Personally, I think the caller is always responsible for closing the input 
stream.
With java.io.* streams calling fis.close() twice doesn't do any harm.
BUT think of reading via JDBC input streams ( from Oracle or MySQL
blobs, etc.). Are you sure they will be happy with closing of already
closed stream?

So, I'm -1 to automatically close it in POIFSFileSystem(InputStream
stream).

What we can do is to create a special constructor:
POIFSFileSystem(InputStream stream, boolean autoClose ).

autoClose=false by default.

Use it in your code if you need this "auto-close" behavior

Yegor

> The way POIFSFileSystem is implemented right now, the caller is
> responsible for closing the input stream supplied.  During normal
> operation, POIFSFileSystem reads until EOF (see code within
> RawDataBlockList/RawDataBlock).  In most cases the input stream is
> being closed by the caller (either explicitly, or implicitly due to
> garbage collection of an input stream local variable).
> POIFSFileSystem could close the input stream, but doesn't.

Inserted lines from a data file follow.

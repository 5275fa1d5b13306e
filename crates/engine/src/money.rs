use std::fmt;

use crate::{Currency, EngineError, ResultEngine};

/// Signed money amount represented as integer **minor units** of a currency.
///
/// Ledger amounts, account totals and statistic buckets are all plain `i64`
/// minor units; `Money` only pairs such a value with its [`Currency`] for
/// parsing user input and formatting output.
///
/// # Examples
///
/// ```rust
/// use engine::{Currency, Money};
///
/// let amount = Money::parse("12,5", Currency::Eur).unwrap();
/// assert_eq!(amount.minor(), 1250);
/// assert_eq!(amount.to_string(), "12.50 EUR");
/// assert!(Money::parse("1.5", Currency::Jpy).is_err());
/// ```
#[derive(Clone, Copy, Debug, PartialEq, Eq, Hash)]
pub struct Money {
    minor: i64,
    currency: Currency,
}

impl Money {
    #[must_use]
    pub const fn new(minor: i64, currency: Currency) -> Self {
        Self { minor, currency }
    }

    #[must_use]
    pub const fn minor(self) -> i64 {
        self.minor
    }

    #[must_use]
    pub const fn currency(self) -> Currency {
        self.currency
    }

    /// Parses a decimal string into minor units of `currency`.
    ///
    /// Accepts `.` or `,` as decimal separator and an optional leading `+`/`-`.
    /// Rejects more fractional digits than the currency has minor units.
    pub fn parse(input: &str, currency: Currency) -> ResultEngine<Self> {
        let invalid = || EngineError::InvalidAmount(format!("invalid amount: {input:?}"));
        let overflow = || EngineError::InvalidAmount("amount too large".to_string());

        let trimmed = input.trim();
        let (negative, rest) = match trimmed.strip_prefix('-') {
            Some(stripped) => (true, stripped),
            None => (false, trimmed.strip_prefix('+').unwrap_or(trimmed)),
        };

        let rest = rest.trim().replace(',', ".");
        let (major_str, frac_str) = match rest.split_once('.') {
            Some((major, frac)) => (major, frac),
            None => (rest.as_str(), ""),
        };

        if major_str.is_empty() || !major_str.chars().all(|c| c.is_ascii_digit()) {
            return Err(invalid());
        }
        if !frac_str.chars().all(|c| c.is_ascii_digit()) {
            return Err(invalid());
        }

        let digits = usize::from(currency.minor_units());
        if frac_str.len() > digits {
            return Err(EngineError::InvalidAmount(format!(
                "{} allows at most {digits} decimals",
                currency.code()
            )));
        }

        let scale = 10i64.pow(u32::from(currency.minor_units()));
        let major: i64 = major_str.parse().map_err(|_| overflow())?;
        let frac: i64 = if frac_str.is_empty() {
            0
        } else {
            let padded = format!("{frac_str:0<digits$}");
            padded.parse().map_err(|_| invalid())?
        };

        let total = major
            .checked_mul(scale)
            .and_then(|v| v.checked_add(frac))
            .ok_or_else(overflow)?;

        Ok(Self::new(if negative { -total } else { total }, currency))
    }
}

impl fmt::Display for Money {
    fn fmt(&self, f: &mut fmt::Formatter<'_>) -> fmt::Result {
        let sign = if self.minor < 0 { "-" } else { "" };
        let abs = self.minor.unsigned_abs();
        let digits = u32::from(self.currency.minor_units());
        if digits == 0 {
            return write!(f, "{sign}{abs} {}", self.currency);
        }
        let scale = 10u64.pow(digits);
        let width = digits as usize;
        write!(
            f,
            "{sign}{}.{:0width$} {}",
            abs / scale,
            abs % scale,
            self.currency
        )
    }
}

> I ran into this problem, when a java process held a lock on an XLS
> file long after HSSFWorkbook had finished reading it.  Of course the
> solution was simple - just call fis.close(), but I was wondering how
> many other places this problem might exist.

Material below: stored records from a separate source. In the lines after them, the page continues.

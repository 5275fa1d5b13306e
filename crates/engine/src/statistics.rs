//! Per-account, per-day statistic buckets.

use chrono::{DateTime, NaiveDate, Utc};
use sea_orm::{
    ActiveValue, Condition,
    entity::prelude::*,
    sea_query::{Expr, SimpleExpr},
};
use serde::{Deserialize, Serialize};

use crate::{ResultEngine, TransactionKind, delta::Delta, versioned::VersionedRecord};

/// A statistic bucket keyed by `(account_id, date)`.
///
/// `earning`/`spending` equal the sums of the income/expense amounts of the
/// account's ledger entries on that exact day. A bucket is created with the
/// first entry of its day and is kept even when it drops back to zero.
#[derive(Clone, Debug, PartialEq, Eq, Serialize, Deserialize)]
pub struct Statistic {
    pub account_id: i64,
    pub date: NaiveDate,
    pub earning: i64,
    pub spending: i64,
    pub created_at: DateTime<Utc>,
    pub version: i32,
}

impl Statistic {
    /// A bucket that has not been stored yet.
    pub(crate) fn empty(account_id: i64, date: NaiveDate) -> Self {
        Self {
            account_id,
            date,
            earning: 0,
            spending: 0,
            created_at: Utc::now(),
            version: 1,
        }
    }

    /// Bucket figure for `kind`.
    #[must_use]
    pub fn amount(&self, kind: TransactionKind) -> i64 {
        match kind {
            TransactionKind::Income => self.earning,
            TransactionKind::Expense => self.spending,
        }
    }

    #[must_use]
    pub fn is_zero(&self) -> bool {
        self.earning == 0 && self.spending == 0
    }

    pub(crate) fn apply(&mut self, delta: Delta) -> ResultEngine<()> {
        self.earning = delta.apply_income(self.earning)?;
        self.spending = delta.apply_expense(self.spending)?;
        Ok(())
    }
}

/// Outcome of looking up the bucket of a day.
///
/// `Absent` is the normal signal that the next entry on that day has to
/// create the bucket.
#[derive(Clone, Debug, PartialEq, Eq)]
pub enum StatisticLookup {
    Existing(Statistic),
    Absent,
}

impl StatisticLookup {
    #[must_use]
    pub fn existing(&self) -> Option<&Statistic> {
        match self {
            Self::Existing(stat) => Some(stat),
            Self::Absent => None,
        }
    }

    #[must_use]
    pub fn into_existing(self) -> Option<Statistic> {
        match self {
            Self::Existing(stat) => Some(stat),
            Self::Absent => None,
        }
    }
}

impl From<Option<Statistic>> for StatisticLookup {
    fn from(value: Option<Statistic>) -> Self {
        value.map_or(Self::Absent, Self::Existing)
    }
}

/// Totals of the buckets of a date range.
#[derive(Clone, Copy, Debug, Default, PartialEq, Eq, Serialize, Deserialize)]
pub struct StatisticSummary {
    pub days: u64,
    pub earning: i64,
    pub spending: i64,
}

impl StatisticSummary {
    #[must_use]
    pub fn net(&self) -> i64 {
        self.earning.saturating_sub(self.spending)
    }
}

impl<'a> FromIterator<&'a Statistic> for StatisticSummary {
    fn from_iter<I: IntoIterator<Item = &'a Statistic>>(iter: I) -> Self {
        iter.into_iter()
            .fold(StatisticSummary::default(), |mut acc, stat| {
                acc.days += 1;
                acc.earning = acc.earning.saturating_add(stat.earning);
                acc.spending = acc.spending.saturating_add(stat.spending);
                acc
            })
    }
}

#[derive(Clone, Debug, PartialEq, Eq, DeriveEntityModel)]
#[sea_orm(table_name = "statistics")]
pub struct Model {
    #[sea_orm(primary_key)]
    pub id: i64,
    pub account_id: i64,
    pub date: Date,
    pub earning: i64,
    pub spending: i64,
    pub created_at: DateTimeUtc,
    pub version: i32,
}

#[derive(Copy, Clone, Debug, EnumIter, DeriveRelation)]
pub enum Relation {
    #[sea_orm(
        belongs_to = "super::accounts::Entity",
        from = "Column::AccountId",
        to = "super::accounts::Column::Id",
        on_update = "NoAction",
        on_delete = "Cascade"
    )]
    Accounts,
}

impl Related<super::accounts::Entity> for Entity {
    fn to() -> RelationDef {
        Relation::Accounts.def()
    }
}

impl ActiveModelBehavior for ActiveModel {}

impl From<&Statistic> for ActiveModel {
    fn from(value: &Statistic) -> Self {
        Self {
            id: ActiveValue::NotSet,
            account_id: ActiveValue::Set(value.account_id),
            date: ActiveValue::Set(value.date),
            earning: ActiveValue::Set(value.earning),
            spending: ActiveValue::Set(value.spending),
            created_at: ActiveValue::Set(value.created_at),
            version: ActiveValue::Set(value.version),
        }
    }
}

impl From<Model> for Statistic {
    fn from(model: Model) -> Self {
        Self {
            account_id: model.account_id,
            date: model.date,
            earning: model.earning,
            spending: model.spending,
            created_at: model.created_at,
            version: model.version,
        }
    }
}

impl VersionedRecord for Statistic {
    type Entity = Entity;
    const LABEL: &'static str = "statistic";

    fn version(&self) -> i32 {
        self.version
    }

    fn set_version(&mut self, version: i32) {
        self.version = version;
    }

    fn key(&self) -> Condition {
        Condition::all()
            .add(Column::AccountId.eq(self.account_id))
            .add(Column::Date.eq(self.date))
    }

    fn version_column() -> Column {
        Column::Version
    }

    fn assignments(&self) -> Vec<(Column, SimpleExpr)> {
        vec![
            (Column::Earning, Expr::value(self.earning)),
            (Column::Spending, Expr::value(self.spending)),
        ]
    }
}
use std::collections::BTreeSet;

use chrono::NaiveDate;
use sea_orm::{
    Order, PaginatorTrait, QueryFilter, QueryOrder, QuerySelect, Select, prelude::*,
    sea_query::{Expr, SimpleExpr},
};

use crate::{
    EngineError, Page, ResultEngine, Transaction, TransactionSort,
    paging::SortOrder,
    transactions::{self, normalize_tags},
};

use super::super::Engine;

/// Filters for listing ledger entries.
///
/// All predicates are combined with AND. `from` is inclusive and `to` is
/// exclusive (`[from, to)`), both on the entry's payday.
#[derive(Clone, Debug, Default)]
pub struct TransactionListFilter {
    /// Case-insensitive substring match on the title; empty matches all.
    pub title: String,
    /// Entries must carry every one of these tags; empty matches all.
    pub tags: BTreeSet<String>,
    pub from: Option<NaiveDate>,
    pub to: Option<NaiveDate>,
}

impl TransactionListFilter {
    #[must_use]
    pub fn title(mut self, title: impl Into<String>) -> Self {
        self.title = title.into();
        self
    }

    #[must_use]
    pub fn tags<I, S>(mut self, tags: I) -> Self
    where
        I: IntoIterator<Item = S>,
        S: Into<String>,
    {
        self.tags = tags.into_iter().map(Into::into).collect();
        self
    }

    #[must_use]
    pub fn between(mut self, from: Option<NaiveDate>, to: Option<NaiveDate>) -> Self {
        self.from = from;
        self.to = to;
        self
    }
}

fn validate_list_filter(filter: &TransactionListFilter) -> ResultEngine<()> {
    if let (Some(from), Some(to)) = (filter.from, filter.to)
        && from >= to
    {
        return Err(EngineError::InvalidInput(
            "invalid range: from must be < to".to_string(),
        ));
    }
    Ok(())
}

/// Matches rows whose JSON `tags` array contains `tag`.
fn has_tag(tag: String) -> SimpleExpr {
    Expr::cust_with_values(
        "EXISTS (SELECT 1 FROM json_each(\"transactions\".\"tags\") WHERE json_each.value = ?)",
        [tag],
    )
}

trait ApplyTxFilters: QueryFilter + Sized {
    fn apply_tx_filters(self, filter: &TransactionListFilter) -> Self;
}

impl<T> ApplyTxFilters for T
where
    T: QueryFilter + Sized,
{
    fn apply_tx_filters(mut self, filter: &TransactionListFilter) -> Self {
        let title = filter.title.trim();
        if !title.is_empty() {
            self = self.filter(transactions::Column::Title.contains(title));
        }

        for tag in normalize_tags(&filter.tags) {
            self = self.filter(has_tag(tag));
        }

        if let Some(from) = filter.from {
            self = self.filter(transactions::Column::Payday.gte(from));
        }
        if let Some(to) = filter.to {
            self = self.filter(transactions::Column::Payday.lt(to));
        }

        self
    }
}

fn sort_column(key: TransactionSort) -> transactions::Column {
    match key {
        TransactionSort::Id => transactions::Column::Id,
        TransactionSort::Title => transactions::Column::Title,
        TransactionSort::Payday => transactions::Column::Payday,
        TransactionSort::Amount => transactions::Column::AmountMinor,
        TransactionSort::CreatedAt => transactions::Column::CreatedAt,
    }
}

fn direction(order: &SortOrder<TransactionSort>) -> Order {
    if order.descending {
        Order::Desc
    } else {
        Order::Asc
    }
}

impl Engine {
    /// Lists a user's ledger entries, one page at a time.
    ///
    /// Rows are ordered by the page's sort key, ties broken by id ascending.
    pub async fn list_transactions(
        &self,
        user_id: i64,
        filter: &TransactionListFilter,
        page: &Page,
    ) -> ResultEngine<Vec<Transaction>> {
        let order: SortOrder<TransactionSort> = page.resolve()?;
        validate_list_filter(filter)?;

        let query = transactions::Entity::find()
            .filter(transactions::Column::UserId.eq(user_id))
            .apply_tx_filters(filter);
        self.fetch_page(query, &order, page).await
    }

    /// Lists the ledger entries of one account, one page at a time.
    pub async fn list_account_transactions(
        &self,
        account_id: i64,
        filter: &TransactionListFilter,
        page: &Page,
    ) -> ResultEngine<Vec<Transaction>> {
        let order: SortOrder<TransactionSort> = page.resolve()?;
        validate_list_filter(filter)?;

        let query = transactions::Entity::find()
            .filter(transactions::Column::AccountId.eq(account_id))
            .apply_tx_filters(filter);
        self.fetch_page(query, &order, page).await
    }

    /// Number of a user's entries matching `filter`, for page metadata.
    pub async fn count_transactions(
        &self,
        user_id: i64,
        filter: &TransactionListFilter,
    ) -> ResultEngine<u64> {
        validate_list_filter(filter)?;
        let total = transactions::Entity::find()
            .filter(transactions::Column::UserId.eq(user_id))
            .apply_tx_filters(filter)
            .count(&self.database)
            .await?;
        Ok(total)
    }

    async fn fetch_page(
        &self,
        query: Select<transactions::Entity>,
        order: &SortOrder<TransactionSort>,
        page: &Page,
    ) -> ResultEngine<Vec<Transaction>> {
        let rows = query
            .order_by(sort_column(order.key), direction(order))
            .order_by_asc(transactions::Column::Id)
            .offset(page.offset())
            .limit(page.limit)
            .all(&self.database)
            .await?;

        rows.into_iter().map(Transaction::try_from).collect()
    }
}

> My suggestion is to have POIFSFileSystem always close the input
> stream, so the caller never has to worry about that detail.

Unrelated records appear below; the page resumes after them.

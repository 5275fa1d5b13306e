//! Ledger store.
//!
//! Rows of `transactions` are only written from the coordinator operations
//! in [`write`]; the primitives here take any connection so they can run
//! inside a unit of work.

use sea_orm::{ActiveModelTrait, ConnectionTrait, QueryFilter, prelude::*};

use crate::{EngineError, ResultEngine, Transaction, transactions, versioned::compare_and_swap};

use super::Engine;

mod list;
mod write;

pub use list::TransactionListFilter;

/// Stores a new entry; the returned copy carries the assigned id.
pub(super) async fn insert_transaction<C>(conn: &C, tx: &Transaction) -> ResultEngine<Transaction>
where
    C: ConnectionTrait,
{
    let model = transactions::ActiveModel::from(tx).insert(conn).await?;
    Transaction::try_from(model)
}

pub(super) async fn find_transaction<C>(conn: &C, id: i64) -> ResultEngine<Transaction>
where
    C: ConnectionTrait,
{
    let model = transactions::Entity::find_by_id(id)
        .one(conn)
        .await?
        .ok_or_else(|| EngineError::not_found("transaction"))?;
    Transaction::try_from(model)
}

/// Compare-and-swap write of every mutable field of `tx`.
pub(super) async fn update_transaction_row<C>(conn: &C, tx: &mut Transaction) -> ResultEngine<i32>
where
    C: ConnectionTrait,
{
    compare_and_swap(conn, tx).await
}

/// Deletes the row only if it belongs to `user_id`.
pub(super) async fn delete_transaction_row<C>(conn: &C, id: i64, user_id: i64) -> ResultEngine<()>
where
    C: ConnectionTrait,
{
    let result = transactions::Entity::delete_many()
        .filter(transactions::Column::Id.eq(id))
        .filter(transactions::Column::UserId.eq(user_id))
        .exec(conn)
        .await?;
    if result.rows_affected == 0 {
        return Err(EngineError::not_found("transaction"));
    }
    Ok(())
}

impl Engine {
    /// Returns one ledger entry.
    pub async fn transaction(&self, id: i64) -> ResultEngine<Transaction> {
        find_transaction(&self.database, id).await
    }

    /// Returns one ledger entry of `user_id`; entries of other users are
    /// reported as not found.
    pub async fn user_transaction(&self, id: i64, user_id: i64) -> ResultEngine<Transaction> {
        let model = transactions::Entity::find_by_id(id)
            .filter(transactions::Column::UserId.eq(user_id))
            .one(&self.database)
            .await?
            .ok_or_else(|| EngineError::not_found("transaction"))?;
        Transaction::try_from(model)
    }
}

> There is a potential problem with this proposed patch for the unusual
> case where the caller supplies an input stream that can continue to be
> used after reaching EOF.  I've never seen such a stream, but any
> arbitrary subclass of InputStream could allow such behaviour.  In this
> unusual circumstance however, the caller could wrap the input stream
> in order to trap the close() call.

> Another less likely problem with the patch concerns calling close()
> twice on an input stream.  The javadoc has nothing to say about this
> point, but all major subclasses of InputStream have no trouble with
> this.



> So I guess it is a question of whether we want to code "is.close()" in
> a finally block after every call to POIFSFileSystem (and classes that
> utilise it), vs writing wrapper code in the uncommon cases when
> "is.close()" is unwanted.

> All existing junits work in the presence of this new patch.  If anyone
> can think of a scenario where this patch (always closing the input
> stream) would be bad, it would be good to see this requirement
> demonstrated as a new junit.

> Either way this gets decided, I would like to update the javadoc.
> It's always good to document who is responsible for closing a stream.